Briefly describe the stages of cellular respiration: glycolysis, pyruvate oxidation, citric acid cycle, and oxidative phosphorylation

Glycolysis:

• Occurs in cytosol

• Splits glucose into 2 pyruvate, producing 2ATP and 2 NADH

Pyruvate oxidation:

• Occurs in the mitochondrial matrix

• Each pyruvate releases a CO2 and binds to a coenzyme forming acetyl-CoA

• 2 NAD+ are reduced to NADH

Citric acid cycle:

• Occurs in mitochondrial matrix

• Acetyl-CoA combines with a 4 carbon molecule and goes through a cycle of reactions, releasing 2 CO2 to regenerate the 4 carbon starting molecule

• 2 ATP are made by substrate level phosphorylation

• 6 NAD+ are reduced to NADH

• 2 FAD are reduced to FADH2

• Breaks down acetyl-CoA, producing CO2, ATP, NADH, and FADH2

Oxidative phosphorylation:

• Occurs on mitochondrial inner membrane

• NADH and FADH2 are oxidized back to NAD+ and FAD

• The electrons are put into an electron transport chain - oxygen is the final electron acceptor, it combines with protons to form water. - as electrons are passed along the electron transport chain, the energy released pumps protons out of the mitochondrial matrix to form a gradient

• Protons flow back into the matric through ATP synthase, making ATP

• Uses electrons from NADH and FADH2 to generate a large amount of ATP via the electron transport chain

How many net ATP are produced in glycolysis?

• 2 ATP

Compare the pathways and ATP production of NADH and FADH2

NADH:

• Enters the electron transport chain earlier, producing 3 ATP per molecule of glucose

FADH2:

• Enters the electron transport chain later, yielding 2 ATP per molecule of glucose

Compare aerobic cellular respiration and fermentation.

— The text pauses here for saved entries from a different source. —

use std::sync::Arc;

use anyhow::{Context, Result};
use hotchunk_core::config::RuntimeConfig;
use hotchunk_core::id::ChunkId;
use hotchunk_core::loader::ChunkLoader;
use hotchunk_core::transport::CurlTransport;

/// Fetches one chunk through a fresh loader and lists what it delivered.
pub async fn run_fetch(cfg: &RuntimeConfig, chunk: &str) -> Result<()> {
    let id = ChunkId::parse(chunk);
    let loader = ChunkLoader::new(cfg.asset_paths(), Arc::new(CurlTransport::new()));

    let modules = loader
        .request(id.clone())
        .await
        .with_context(|| format!("fetch chunk {}", id))?;

    println!("chunk {} loaded, {} module(s) registered", id, modules.len());
    for module in modules.module_ids() {
        println!("  {}", module);
    }
    Ok(())
}
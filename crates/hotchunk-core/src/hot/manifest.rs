//! The hot-update manifest: wire format and response-status mapping.

use std::collections::BTreeMap;

use serde::Deserialize;

use super::ManifestError;
use crate::id::ChunkId;
use crate::transport::HttpResponse;

/// A published update announcement: the hash of the newer build and the
/// chunks that changed. Short keys are the wire format.
#[derive(Debug, Clone, PartialEq, Deserialize)]
pub struct UpdateManifest {
    #[serde(rename = "h")]
    pub hash: String,
    #[serde(rename = "c", default)]
    pub chunks: BTreeMap<ChunkId, bool>,
}

impl UpdateManifest {
    /// Chunks flagged as updated, in key order.
    pub fn updated_chunks(&self) -> Vec<ChunkId> {
        self.chunks
            .iter()
            .filter(|(_, changed)| **changed)
            .map(|(id, _)| id.clone())
            .collect()
    }
}

/// Maps a completed manifest GET to its outcome. 404 means "no update
/// published", which is a normal answer, not a failure.
pub(crate) fn map_status(
    url: &str,
    response: &HttpResponse,
) -> Result<Option<UpdateManifest>, ManifestError> {
    match response.status {
        0 => Err(ManifestError::TimedOut {
            url: url.to_string(),
        }),
        404 => Ok(None),
        200 | 304 => serde_json::from_slice(&response.body)
            .map(Some)
            .map_err(|source| ManifestError::Parse {
                url: url.to_string(),
                source,
            }),
        status => Err(ManifestError::RequestFailed {
            url: url.to_string(),
            status,
        }),
    }
}

#[cfg(test)]
mod tests {
    use super::*;

    fn response(status: u32, body: &[u8]) -> HttpResponse {
        HttpResponse {
            status,
            body: body.to_vec(),
        }
    }

    #[test]
    fn not_found_means_no_update() {
        let out = map_status("http://x/h.json", &response(404, b"ignored")).unwrap();
        assert!(out.is_none());
    }

    #[test]
    fn status_zero_is_a_timeout() {
        assert!(matches!(
            map_status("http://x/h.json", &response(0, b"")),
            Err(ManifestError::TimedOut { .. })
        ));
    }

    #[test]
    fn ok_body_parses() {
        let body = br#"{"h":"next","c":{"0":true,"1":false}}"#;
        let manifest = map_status("http://x/h.json", &response(200, body))
            .unwrap()
            .unwrap();
        assert_eq!(manifest.hash, "next");
        assert_eq!(manifest.updated_chunks(), vec![ChunkId::Index(0)]);
    }

    #[test]
    fn not_modified_also_parses() {
        let body = br#"{"h":"same","c":{}}"#;
        let manifest = map_status("http://x/h.json", &response(304, body))
            .unwrap()
            .unwrap();
        assert_eq!(manifest.hash, "same");
        assert!(manifest.updated_chunks().is_empty());
    }

    #[test]
    fn bad_json_is_a_parse_error() {
        assert!(matches!(
            map_status("http://x/h.json", &response(200, b"not-json")),
            Err(ManifestError::Parse { .. })
        ));
    }

    #[test]
    fn other_statuses_fail_the_request() {
        match map_status("http://x/h.json", &response(500, b"")) {
            Err(ManifestError::RequestFailed { status, .. }) => assert_eq!(status, 500),
            other => panic!("unexpected outcome: {:?}", other.map(|_| ())),
        }
    }

    #[test]
    fn missing_chunk_map_defaults_to_empty() {
        let body = br#"{"h":"next"}"#;
        let manifest = map_status("http://x/h.json", &response(200, body))
            .unwrap()
            .unwrap();
        assert!(manifest.chunks.is_empty());
    }
}
//! Network surface of the runtime: plain GET requests.
//!
//! The loader and the hot-update poller only ever GET three kinds of file
//! (chunk scripts, the update manifest, hot-update chunks), so the whole
//! surface is one blocking trait method. Call it through `spawn_blocking`
//! from async code. The trait boundary keeps curl out of the engine and
//! lets tests substitute scripted responses.

mod http;
#[cfg(test)]
pub(crate) mod testing;

use std::time::Duration;

use thiserror::Error;

pub use http::CurlTransport;

/// Status and body of a completed GET. A status of 0 means the transport
/// never heard back (the poller maps it to a timeout).
#[derive(Debug, Clone)]
pub struct HttpResponse {
    pub status: u32,
    pub body: Vec<u8>,
}

/// Transport-level failure, before any HTTP status is available.
#[derive(Debug, Error)]
pub enum TransportError {
    #[error("request timed out")]
    Timeout,
    #[error("connection failed: {0}")]
    Connect(String),
    #[error("networking unavailable")]
    Unsupported,
    #[error("transport failure: {0}")]
    Other(String),
}

/// Blocking GET used for chunk files and hot-update assets.
pub trait ChunkTransport: Send + Sync {
    /// Fetches `url`. `timeout` bounds the whole request when given; chunk
    /// flights pass `None` and rely on the transport's own failure
    /// signalling.
    fn get(&self, url: &str, timeout: Option<Duration>) -> Result<HttpResponse, TransportError>;
}
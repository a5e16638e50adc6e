//! The chunk loader: single-flight fetches, waiter bookkeeping, settlement.
//!
//! One loader owns one chunk registry and one module store, both injected
//! at construction time, so independent loaders can coexist (and be
//! tested) without process-wide state. Requests never block: they either
//! complete against an already-loaded chunk, queue behind the flight in
//! progress, or start the one flight for a fresh chunk.

mod flight;

use std::sync::{Arc, Mutex};

use crate::asset_path::AssetPaths;
use crate::id::{ChunkId, ModuleId};
use crate::modules::{ModuleStore, Modules};
use crate::registry::{ChunkError, ChunkRegistry, RequestDecision, Waiter};
use crate::settlement::{ChunkPayload, SettlementListener};
use crate::transport::ChunkTransport;

/// Hook run when a settled payload delivers the designated entry module.
pub type EntryHook = Arc<dyn Fn(Modules) + Send + Sync>;

struct LoaderInner {
    registry: Mutex<ChunkRegistry>,
    store: Modules,
    listeners: Mutex<Vec<SettlementListener>>,
    paths: AssetPaths,
    transport: Arc<dyn ChunkTransport>,
    entry: Mutex<Option<(ModuleId, EntryHook)>>,
}

/// Handle to one loader instance. Cheap to clone; clones share all state.
#[derive(Clone)]
pub struct ChunkLoader {
    inner: Arc<LoaderInner>,
}

impl ChunkLoader {
    pub fn new(paths: AssetPaths, transport: Arc<dyn ChunkTransport>) -> Self {
        Self {
            inner: Arc::new(LoaderInner {
                registry: Mutex::new(ChunkRegistry::new()),
                store: ModuleStore::new(),
                listeners: Mutex::new(Vec::new()),
                paths,
                transport,
                entry: Mutex::new(None),
            }),
        }
    }

    /// Shared handle to this loader's module store, the value success
    /// waiters receive.
    pub fn modules(&self) -> Modules {
        Arc::clone(&self.inner.store)
    }

    pub fn is_loaded(&self, id: &ChunkId) -> bool {
        self.inner.registry.lock().unwrap().is_loaded(id)
    }

    /// Registers a settlement observer. Observers accumulate in a list and
    /// run in registration order on every settlement; adding one never
    /// displaces those already installed.
    pub fn add_settlement_listener(&self, listener: SettlementListener) {
        self.inner.listeners.lock().unwrap().push(listener);
    }

    /// Designates the entry module: when a settled payload delivers it,
    /// `hook` runs after that settlement's waiters have drained.
    pub fn set_entry_hook(
        &self,
        module: ModuleId,
        hook: impl Fn(Modules) + Send + Sync + 'static,
    ) {
        *self.inner.entry.lock().unwrap() = Some((module, Arc::new(hook)));
    }

    /// Requests a chunk with an explicit waiter. Never blocks; the waiter
    /// fires exactly once: immediately if the chunk is already loaded,
    /// otherwise when its flight settles or fails. Must be called from
    /// within a tokio runtime, since a fresh chunk spawns its flight task.
    pub fn request_with(&self, id: ChunkId, waiter: Waiter) {
        let decision = {
            let mut registry = self.inner.registry.lock().unwrap();
            registry.request(id.clone(), waiter)
        };
        match decision {
            RequestDecision::AlreadyLoaded(waiter) => waiter(Ok(self.modules())),
            RequestDecision::Joined => {}
            RequestDecision::StartFlight => {
                tracing::debug!(chunk = %id, "starting chunk flight");
                tokio::spawn(flight::run(self.clone(), id));
            }
        }
    }

    /// Requests a chunk and resolves when it settles.
    pub async fn request(&self, id: ChunkId) -> Result<Modules, ChunkError> {
        let (tx, rx) = tokio::sync::oneshot::channel();
        let chunk = id.clone();
        self.request_with(
            id,
            Box::new(move |outcome| {
                let _ = tx.send(outcome);
            }),
        );
        match rx.await {
            Ok(outcome) => outcome,
            Err(_) => Err(ChunkError::load_failed(
                &chunk,
                "loader shut down before the chunk settled",
            )),
        }
    }

    /// Announces an arrived payload. Normally invoked by the chunk's own
    /// flight; callable directly for chunks delivered out of band (the
    /// entry chunk arrives that way).
    ///
    /// Order is fixed: every listed chunk flips to loaded and every module
    /// registers before any observer or waiter hears about it, so a waiter
    /// may rely on the whole batch being visible.
    pub fn settle(&self, payload: ChunkPayload) {
        let ready = {
            let mut registry = self.inner.registry.lock().unwrap();
            registry.settle(&payload.ids)
        };
        self.inner.store.insert_all(&payload.modules);

        let listeners: Vec<SettlementListener> =
            self.inner.listeners.lock().unwrap().clone();
        for listener in &listeners {
            listener(&payload.ids, &payload.modules);
        }

        let handle = self.modules();
        for waiter in ready {
            waiter(Ok(Arc::clone(&handle)));
        }

        let entry_hook = {
            let entry = self.inner.entry.lock().unwrap();
            entry.as_ref().and_then(|(module, hook)| {
                payload.modules.contains_key(module).then(|| Arc::clone(hook))
            })
        };
        if let Some(hook) = entry_hook {
            tracing::debug!("entry module delivered; running entry hook");
            hook(self.modules());
        }
    }
}
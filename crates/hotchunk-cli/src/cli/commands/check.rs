use std::sync::Arc;

use anyhow::Result;
use hotchunk_core::config::RuntimeConfig;
use hotchunk_core::hot;
use hotchunk_core::transport::{ChunkTransport, CurlTransport};

/// One manifest check; reports whether a newer build is published.
pub async fn run_check(cfg: &RuntimeConfig) -> Result<()> {
    let transport: Arc<dyn ChunkTransport> = Arc::new(CurlTransport::new());
    let paths = cfg.asset_paths();

    match hot::check_manifest_with_timeout(transport, &paths, cfg.manifest_timeout()).await? {
        None => println!("build {} is up to date", cfg.build_hash),
        Some(manifest) => {
            println!(
                "update available: build {} -> {}",
                cfg.build_hash, manifest.hash
            );
            for chunk in manifest.updated_chunks() {
                println!("  chunk {}", chunk);
            }
        }
    }
    Ok(())
}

Which stage is common to both?

Aerobic cellular respiration:

• Requires oxygen

• Fully oxidizes glucose in a series of steps (glycolysis, pyruvate oxidation, citric acid cycle, and oxidative phosphorylation)

• Many ATP are made (38 ATP)

• Byproducts are CO2 and H2O

Fermentation:

• Occurs without oxygen

• Only includes glycolysis

• Produces less ATP (2 ATP)

• Lactic acid fermentation (in animals) produces lactate as byproduct

• Alcoholic fermentation (in yeast and some bacteria) produces ethanol and CO2 as a byproduct

Glycolysis is common to both aerobic cellular respiration and fermentation

What is the purpose of fermentation?

• The purpose of fermentation is to regenerate NAD⁺ from NADH without the citric acid cycle or the electron transport chain, allowing glycolysis to continue producing ATP in the absence of oxygen.